REACTIVE ASTROCYTES AND THEIR CONVERSION TO FUNCTIONAL NEURONS IN ISCHEMIC STROKE MOUSE MODEL

Open Access
Author:
Yellin, Emma V
Area of Honors:
Biology
Degree:
Bachelor of Science
Document Type:
Thesis
Thesis Supervisors:
  • Tim Jegla, Honors Advisor
  • Gong Chen , Thesis Supervisor
Keywords:
  • in vivo reprogramming
  • stroke
  • NeuroD1
Abstract:
Previous research has shown that the expression of the transcriptional factor, NeuroD1, can efficiently reprogram reactive astrocytes into functional neurons in an Alzheimer’s disease mouse model (Guo et al., 2014). In this study, a stroke mouse model was used to investigate if NeuroD1 could convert reactive astrocytes of the glial scar into neurons. This investigation is important because it has the potential to produce an effective therapy for strokes, improving the lasting deficits caused by the injury. NeuroD1 was injected into the cortex of ischemic stroke mice, using an adeno-associated virus carrier.
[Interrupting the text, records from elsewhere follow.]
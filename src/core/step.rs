use std::time::{Duration, Instant};

use log::{debug, error, info};
use uuid::Uuid;

use crate::BatchError;

use super::item::{ItemProcessor, ItemReader, ItemWriter};

/// Status of a chunk read from the item reader.
#[derive(Debug, PartialEq, Eq)]
pub enum ChunkStatus {
    /// The chunk holds `chunk_size` items; more input may follow.
    Full,
    /// The reader is exhausted; this chunk holds the remaining items, if any.
    Finished,
}

/// Terminal or in-flight status of a step execution.
#[derive(Debug, Clone, Copy, PartialEq, Eq)]
pub enum StepStatus {
    Starting,
    Success,
    ReadError,
    ProcessorError,
    WriteError,
}

/// Execution details of a single step run.
#[derive(Debug, Clone)]
pub struct StepExecution {
    /// Unique identifier for this execution
    pub id: Uuid,
    /// Name of the executed step
    pub name: String,
    pub status: StepStatus,
    pub start_time: Instant,
    pub end_time: Instant,
    pub duration: Duration,
    /// Number of items successfully read
    pub read_count: usize,
    /// Number of items successfully processed
    pub process_count: usize,
    /// Number of items successfully written
    pub write_count: usize,
}

impl StepExecution {
    pub fn new(name: &str) -> Self {
        let now = Instant::now();
        Self {
            id: Uuid::new_v4(),
            name: name.to_string(),
            status: StepStatus::Starting,
            start_time: now,
            end_time: now,
            duration: Duration::ZERO,
            read_count: 0,
            process_count: 0,
            write_count: 0,
        }
    }
}

/// An independent phase of a batch job.
pub trait Step {
    fn name(&self) -> &str;

    /// Executes the step, recording counts and status into `step_execution`.
    fn execute(&self, step_execution: &mut StepExecution) -> Result<(), BatchError>;
}

/// A step that reads, processes and writes items in fixed-size chunks.
///
/// The chunk size is fixed for the lifetime of the step and each chunk is
/// forwarded to the writer as one write operation. There is no skip or retry
/// machinery: the first read, process or write error aborts the step and
/// propagates to the caller.
pub struct ChunkOrientedStep<'a, I, O> {
    name: String,
    reader: &'a dyn ItemReader<I>,
    processor: &'a dyn ItemProcessor<I, O>,
    writer: &'a dyn ItemWriter<O>,
    chunk_size: usize,
}

impl<'a, I, O> Step for ChunkOrientedStep<'a, I, O> {
    fn name(&self) -> &str {
        &self.name
    }

    fn execute(&self, step_execution: &mut StepExecution) -> Result<(), BatchError> {
        let start_time = Instant::now();

        info!(
            "Start of step: {}, id: {}",
            step_execution.name, step_execution.id
        );

        self.writer.open()?;

        let result = self.execute_chunks(step_execution);

        // The writer is released on every exit path, including failed chunks.
        if let Err(close_error) = self.writer.close() {
            error!("Error closing writer: {}", close_error);
        }

        step_execution.start_time = start_time;
        step_execution.end_time = Instant::now();
        step_execution.duration = start_time.elapsed();

        info!(
            "End of step: {}, id: {}",
            step_execution.name, step_execution.id
        );

        match result {
            Ok(()) => {
                step_execution.status = StepStatus::Success;
                Ok(())
            }
            Err(error) => {
                error!("Step {} failed: {}", step_execution.name, error);
                Err(error)
            }
        }
    }
}

impl<'a, I, O> ChunkOrientedStep<'a, I, O> {
    fn execute_chunks(&self, step_execution: &mut StepExecution) -> Result<(), BatchError> {
        loop {
            let (items, chunk_status) = self.read_chunk(step_execution)?;

            let processed_items = self.process_chunk(step_execution, &items)?;

            self.write_chunk(step_execution, &processed_items)?;

            if chunk_status == ChunkStatus::Finished {
                return Ok(());
            }
        }
    }

    /// Reads up to `chunk_size` items, stopping early when the reader is
    /// exhausted.
    fn read_chunk(
        &self,
        step_execution: &mut StepExecution,
    ) -> Result<(Vec<I>, ChunkStatus), BatchError> {
        debug!("Start reading chunk");

        let mut items = Vec::with_capacity(self.chunk_size);

        loop {
            match self.reader.read().inspect_err(|_| {
                step_execution.status = StepStatus::ReadError;
            })? {
                Some(item) => {
                    items.push(item);
                    step_execution.read_count += 1;

                    if items.len() == self.chunk_size {
                        debug!("End reading chunk: full");
                        return Ok((items, ChunkStatus::Full));
                    }
                }
                None => {
                    debug!("End reading chunk: finished");
                    return Ok((items, ChunkStatus::Finished));
                }
            }
        }
    }

    fn process_chunk(
        &self,
        step_execution: &mut StepExecution,
        items: &[I],
    ) -> Result<Vec<O>, BatchError> {
        debug!("Processing chunk of {} items", items.len());

        let mut processed_items = Vec::with_capacity(items.len());

        for item in items {
            let processed = self.processor.process(item).inspect_err(|_| {
                step_execution.status = StepStatus::ProcessorError;
            })?;
            processed_items.push(processed);
            step_execution.process_count += 1;
        }

        Ok(processed_items)
    }

    fn write_chunk(
        &self,
        step_execution: &mut StepExecution,
        items: &[O],
    ) -> Result<(), BatchError> {
        if items.is_empty() {
            debug!("No items to write, skipping write call");
            return Ok(());
        }

        debug!("Writing chunk of {} items", items.len());

        self.writer.write(items).inspect_err(|_| {
            step_execution.status = StepStatus::WriteError;
        })?;
        self.writer.flush().inspect_err(|_| {
            step_execution.status = StepStatus::WriteError;
        })?;

        step_execution.write_count += items.len();

        Ok(())
    }
}

/// Builder for a [`ChunkOrientedStep`].
pub struct ChunkOrientedStepBuilder<'a, I, O> {
    name: String,
    reader: Option<&'a dyn ItemReader<I>>,
    processor: Option<&'a dyn ItemProcessor<I, O>>,
    writer: Option<&'a dyn ItemWriter<O>>,
    chunk_size: usize,
}

impl<'a, I, O> ChunkOrientedStepBuilder<'a, I, O> {
    pub fn new(name: &str) -> Self {
        Self {
            name: name.to_string(),
            reader: None,
            processor: None,
            writer: None,
            chunk_size: 10,
        }
    }

    pub fn reader(mut self, reader: &'a dyn ItemReader<I>) -> Self {
        self.reader = Some(reader);
        self
    }

    pub fn processor(mut self, processor: &'a dyn ItemProcessor<I, O>) -> Self {
        self.processor = Some(processor);
        self
    }

    pub fn writer(mut self, writer: &'a dyn ItemWriter<O>) -> Self {
        self.writer = Some(writer);
        self
    }

    pub fn chunk_size(mut self, chunk_size: usize) -> Self {
        self.chunk_size = chunk_size;
        self
    }

    pub fn build(self) -> Result<ChunkOrientedStep<'a, I, O>, BatchError>
    where
        super::item::PassThroughProcessor: ItemProcessor<I, O>,
    {
        let reader = self
            .reader
            .ok_or_else(|| BatchError::Configuration("A reader is required".to_string()))?;
        let writer = self
            .writer
            .ok_or_else(|| BatchError::Configuration("A writer is required".to_string()))?;

        Ok(ChunkOrientedStep {
            name: self.name,
            reader,
            processor: self
                .processor
                .unwrap_or(&super::item::PassThroughProcessor),
            writer,
            chunk_size: self.chunk_size,
        })
    }
}

/// Entry point for building steps, mirroring the `StepBuilder::new(name)`
/// naming convention.
pub struct StepBuilder {
    name: String,
}

impl StepBuilder {
    pub fn new(name: &str) -> Self {
        Self {
            name: name.to_string(),
        }
    }

    pub fn chunk<'a, I, O>(self, chunk_size: usize) -> ChunkOrientedStepBuilder<'a, I, O> {
        ChunkOrientedStepBuilder::new(&self.name).chunk_size(chunk_size)
    }
}

#[cfg(test)]
mod tests {
    use std::cell::RefCell;

    use super::*;
    use crate::core::item::{ItemReaderResult, ItemWriterResult};

    struct CountingReader {
        remaining: RefCell<Vec<i32>>,
    }

    impl ItemReader<i32> for CountingReader {
        fn read(&self) -> ItemReaderResult<i32> {
            Ok(self.remaining.borrow_mut().pop())
        }
    }

    struct CollectingWriter {
        chunks: RefCell<Vec<usize>>,
    }

    impl ItemWriter<i32> for CollectingWriter {
        fn write(&self, items: &[i32]) -> ItemWriterResult {
            self.chunks.borrow_mut().push(items.len());
            Ok(())
        }
    }

    struct FailingWriter;

    impl ItemWriter<i32> for FailingWriter {
        fn write(&self, _items: &[i32]) -> ItemWriterResult {
            Err(BatchError::ItemWriter("sink unavailable".to_string()))
        }
    }

    #[test]
    fn step_writes_items_in_fixed_size_chunks() {
        let reader = CountingReader {
            remaining: RefCell::new((1..=7).rev().collect()),
        };
        let writer = CollectingWriter {
            chunks: RefCell::new(Vec::new()),
        };

        let step = StepBuilder::new("chunked")
            .chunk::<i32, i32>(3)
            .reader(&reader)
            .writer(&writer)
            .build()
            .unwrap();

        let mut execution = StepExecution::new("chunked");
        step.execute(&mut execution).unwrap();

        assert_eq!(execution.status, StepStatus::Success);
        assert_eq!(execution.read_count, 7);
        assert_eq!(execution.write_count, 7);
        assert_eq!(*writer.chunks.borrow(), vec![3, 3, 1]);
    }

    #[test]
    fn step_fails_fast_on_write_error() {
        let reader = CountingReader {
            remaining: RefCell::new(vec![3, 2, 1]),
        };
        let writer = FailingWriter;

        let step = StepBuilder::new("failing")
            .chunk::<i32, i32>(2)
            .reader(&reader)
            .writer(&writer)
            .build()
            .unwrap();

        let mut execution = StepExecution::new("failing");
        let result = step.execute(&mut execution);

        assert!(result.is_err());
        assert_eq!(execution.status, StepStatus::WriteError);
        assert_eq!(execution.write_count, 0);
    }

    #[test]
    fn builder_without_reader_is_rejected() {
        let writer = CollectingWriter {
            chunks: RefCell::new(Vec::new()),
        };

        let result = StepBuilder::new("incomplete")
            .chunk::<i32, i32>(2)
            .writer(&writer)
            .build();

        assert!(matches!(result, Err(BatchError::Configuration(_))));
    }
}
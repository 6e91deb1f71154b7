use rand::distr::{Alphanumeric, SampleString};

pub mod item;

pub mod job;

pub mod single_step;

pub mod step;

/// Generates a random name consisting of alphanumeric characters.
fn build_name() -> String {
    Alphanumeric.sample_string(&mut rand::rng(), 8)
}
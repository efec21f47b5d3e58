// src/core/protocol/auth.rs

//! Shared-secret request authentication over HTTP basic auth. Loaded
//! once from the role's `key_file` and compared in constant time against the
//! caller-supplied bearer token.

use crate::core::errors::CobaltError;
use std::fs;

#[derive(Debug, Clone)]
pub struct SharedSecret(Vec<u8>);

impl SharedSecret {
    pub fn load(key_file: &str) -> anyhow::Result<Self> {
        let contents = fs::read_to_string(key_file)?;
        Ok(SharedSecret(contents.trim().as_bytes().to_vec()))
    }

    pub fn verify(&self, presented: &str) -> Result<(), CobaltError> {
        let presented = presented.trim().as_bytes();
        if constant_time_eq(presented, &self.0) {
            Ok(())
        } else {
            Err(CobaltError::AuthRequired)
        }
    }
}

/// Compares two byte slices without early-exiting on the first mismatch, so
/// the comparison time doesn't leak how much of the secret was guessed
/// correctly.
fn constant_time_eq(a: &[u8], b: &[u8]) -> bool {
    if a.len() != b.len() {
        return false;
    }
    let mut diff: u8 = 0;
    for (x, y) in a.iter().zip(b.iter()) {
        diff |= x ^ y;
    }
    diff == 0
}
// src/core/types/process_group.rs

//! Process group: the System Manager's handle on a running job's launcher
//! process tree.

use serde::{Deserialize, Serialize};

use super::job::Mode;

#[derive(Debug, Clone, Serialize, Deserialize)]
pub struct ProcessGroup {
    /// Assigned from a monotonic generator at creation time.
    pub id: i64,
    pub jobid: i64,
    pub user: String,
    pub location: String,
    pub mode: Mode,
    #[serde(skip_serializing_if = "Option::is_none")]
    pub kernel: Option<String>,
    pub starttime: i64,
    /// Requested walltime in minutes, used to compute the reservation
    /// deadline `start + 60*walltime + 60*killtime`.
    pub walltime: u32,
    pub killtime: u32,
    pub stdin: Option<String>,
    pub stdout: Option<String>,
    pub stderr: Option<String>,
    pub cwd: String,
    #[serde(default)]
    pub env: Vec<String>,
    #[serde(default)]
    pub args: Vec<String>,
    pub executable: String,
    #[serde(default)]
    pub umask: u32,

    /// The forker-assigned head pid; `None` until the forker confirms a
    /// successful start.
    #[serde(skip_serializing_if = "Option::is_none")]
    pub head_pid: Option<i64>,
    #[serde(skip_serializing_if = "Option::is_none")]
    pub exit_status: Option<i64>,
    #[serde(skip_serializing_if = "Option::is_none")]
    pub signum: Option<i32>,
    #[serde(default)]
    pub core_dump: bool,
}

impl ProcessGroup {
    pub fn reservation_deadline(&self) -> i64 {
        self.starttime + 60 * self.walltime as i64 + 60 * self.killtime as i64
    }

    pub fn has_exited(&self) -> bool {
        self.exit_status.is_some()
    }

    /// The magic "we lost track of this child" exit status used by the
    /// reap/poll cycle.
    pub const UNKNOWN_EXIT_STATUS: i64 = 1234567;
}
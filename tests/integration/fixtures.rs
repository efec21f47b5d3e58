// tests/integration/fixtures.rs

//! Shared entity builders for the integration tests.

use cobalt::core::types::{
    Job, JobState, Mode, NodeCard, NodeCardState, Partition, PartitionState, ProcessGroup, Queue, QueueState, Reservation, Switch, SwitchState,
};
use std::collections::BTreeSet;

pub fn job(jobid: i64, queue: &str, nodes: u32, state: JobState) -> Job {
    Job {
        jobid,
        user: "alice".into(),
        queue: queue.into(),
        nodes,
        procs: nodes,
        mode: Mode::Co,
        walltime: 30,
        walltime_p: None,
        kernel: None,
        location: None,
        all_dependencies: Default::default(),
        satisfied_dependencies: Default::default(),
        state,
        exit_status: None,
        submittime: 0,
        starttime: None,
        index: None,
        stdin: None,
        stdout: None,
        stderr: None,
        cwd: "/".into(),
        env: vec![],
        args: vec![],
    }
}

pub fn partition(name: &str, size: u32, queue: &str) -> Partition {
    Partition {
        name: name.to_string(),
        size,
        queue: vec![queue.to_string()],
        scheduled: true,
        functional: true,
        state: PartitionState::Idle,
        node_cards: vec![],
        switches: vec![],
        parents: BTreeSet::new(),
        children: BTreeSet::new(),
        all_children: BTreeSet::new(),
        wiring_conflicts: BTreeSet::new(),
        reserved_by: None,
        reserved_until: None,
        used_by: None,
        cleanup_pending: false,
        backfill_time: None,
        draining: false,
    }
}

pub fn queue(name: &str, policy: &str) -> Queue {
    Queue {
        name: name.to_string(),
        state: QueueState::Running,
        policy: policy.to_string(),
        limits: Default::default(),
        users: vec![],
        adminemail: None,
        priority: 0,
        cron: None,
    }
}

pub fn reservation(name: &str, start: i64, duration: i64, partitions: Vec<&str>) -> Reservation {
    Reservation {
        name: name.to_string(),
        start,
        duration,
        cycle: 0,
        users: vec![],
        partitions: partitions.into_iter().map(String::from).collect(),
        res_id: None,
        cycle_id: None,
    }
}

pub fn node_card(id: &str) -> NodeCard {
    NodeCard { id: id.to_string(), state: NodeCardState::Idle, used_by: None }
}

pub fn switch(id: &str) -> Switch {
    Switch { id: id.to_string(), state: SwitchState::Idle }
}

pub fn process_group(id: i64, jobid: i64, location: &str, starttime: i64, walltime: u32) -> ProcessGroup {
    ProcessGroup {
        id,
        jobid,
        user: "alice".into(),
        location: location.to_string(),
        mode: Mode::Co,
        kernel: None,
        starttime,
        walltime,
        killtime: 5,
        stdin: None,
        stdout: None,
        stderr: None,
        cwd: "/".into(),
        env: vec![],
        args: vec![],
        executable: "/bin/true".into(),
        umask: 0,
        head_pid: None,
        exit_status: None,
        signum: None,
        core_dump: false,
    }
}
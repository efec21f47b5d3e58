// src/core/metrics.rs

//! Prometheus metrics exposed by every role's `/metrics` endpoint.
//!
//! Registered once, globally, at first access; built on `once_cell` rather
//! than `lazy_static` since that's already the pattern used elsewhere for
//! process-wide singletons.

use once_cell::sync::Lazy;
use prometheus::{CounterVec, HistogramVec, TextEncoder, register_counter_vec, register_histogram_vec};

pub static RPC_REQUESTS_TOTAL: Lazy<CounterVec> = Lazy::new(|| {
    register_counter_vec!(
        "cobalt_rpc_requests_total",
        "Total RPC requests dispatched, labeled by method and outcome.",
        &["method", "outcome"]
    )
    .unwrap()
});

pub static RPC_LATENCY_SECONDS: Lazy<HistogramVec> = Lazy::new(|| {
    register_histogram_vec!(
        "cobalt_rpc_latency_seconds",
        "RPC method latency in seconds.",
        &["method"]
    )
    .unwrap()
});

pub static TASK_FAILURES_TOTAL: Lazy<CounterVec> = Lazy::new(|| {
    register_counter_vec!(
        "cobalt_automatic_task_failures_total",
        "Total automatic periodic task invocations that returned an error.",
        &["task"]
    )
    .unwrap()
});

/// Gathers all registered metrics and encodes them in the Prometheus text format.
pub fn gather_metrics() -> String {
    let encoder = TextEncoder::new();
    let metric_families = prometheus::gather();
    encoder.encode_to_string(&metric_families).unwrap()
}
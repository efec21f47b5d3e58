// src/system_manager/mod.rs

//! The System Manager (SM): authoritative resource inventory, partition
//! state machine, and process-group lifecycle.

pub mod diagnostics;
pub mod handlers;
pub mod process_groups;
pub mod state;
pub mod state_machine;
pub mod topology;

pub use state::SystemManagerState;

use crate::core::collaborators::bridge::Bridge;
use crate::core::collaborators::forker::Forker;
use crate::core::state::Runtime;
use std::sync::Arc;
use std::time::Duration;

/// Wires up the SM's exposed methods and automatic tasks on an already
/// allocated `Runtime`.
pub async fn build_runtime(
    runtime: &mut Runtime<SystemManagerState>,
    bridge: Arc<dyn Bridge>,
    mpirun_forker: Arc<dyn Forker>,
    script_forker: Arc<dyn Forker>,
) {
    handlers::register(runtime, bridge.clone(), mpirun_forker.clone(), script_forker.clone());

    let state = runtime.state.clone();
    let bridge_for_task = bridge.clone();
    runtime
        .tasks
        .register("partition_state_update", Duration::from_secs(10), move || {
            let state = state.clone();
            let bridge = bridge_for_task.clone();
            async move {
                let snapshot = state_machine::fetch_snapshot(&bridge).await;
                let now = chrono::Utc::now().timestamp();
                let actions = {
                    let mut guard = state.lock().await;
                    state_machine::apply_snapshot(&mut guard, &snapshot, now)
                };
                state_machine::destroy_all(&bridge, actions.to_destroy).await;
                state_machine::reset_kernels(&bridge, actions.to_reset_kernel).await;
                Ok(())
            }
        })
        .await;

    let state = runtime.state.clone();
    runtime
        .tasks
        .register("reap_process_groups", Duration::from_secs(10), move || {
            let state = state.clone();
            let mpirun_forker = mpirun_forker.clone();
            let script_forker = script_forker.clone();
            async move {
                process_groups::reap_cycle(&state, &mpirun_forker, &script_forker).await;
                Ok(())
            }
        })
        .await;

    let state = runtime.state.clone();
    let store = runtime.store.clone();
    runtime
        .tasks
        .register("persist_state", Duration::from_secs(30), move || {
            let state = state.clone();
            let store = store.clone();
            async move {
                let guard = state.lock().await;
                store.save(&*guard).await
            }
        })
        .await;
}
We then measured the expression levels of cellular markers such as NeuN, a neuronal marker, GFAP, an astrocyte marker, and C2PG and LCN2, which are reactive glial cell markers. We found that over time, the number of NeuN positive cells increases in mice that have had NeuroD1 injections, compared to the control group. We also found that GFAP, CSPG, and LCN2, which are generally upregulated in reactive cells, decrease in expression levels in NeuroD1 mice compared to the control. This suggests that NeuroD1 is able to create new neurons, while also decrease the signaling of reactive astrocytes in ischemic stroke mice.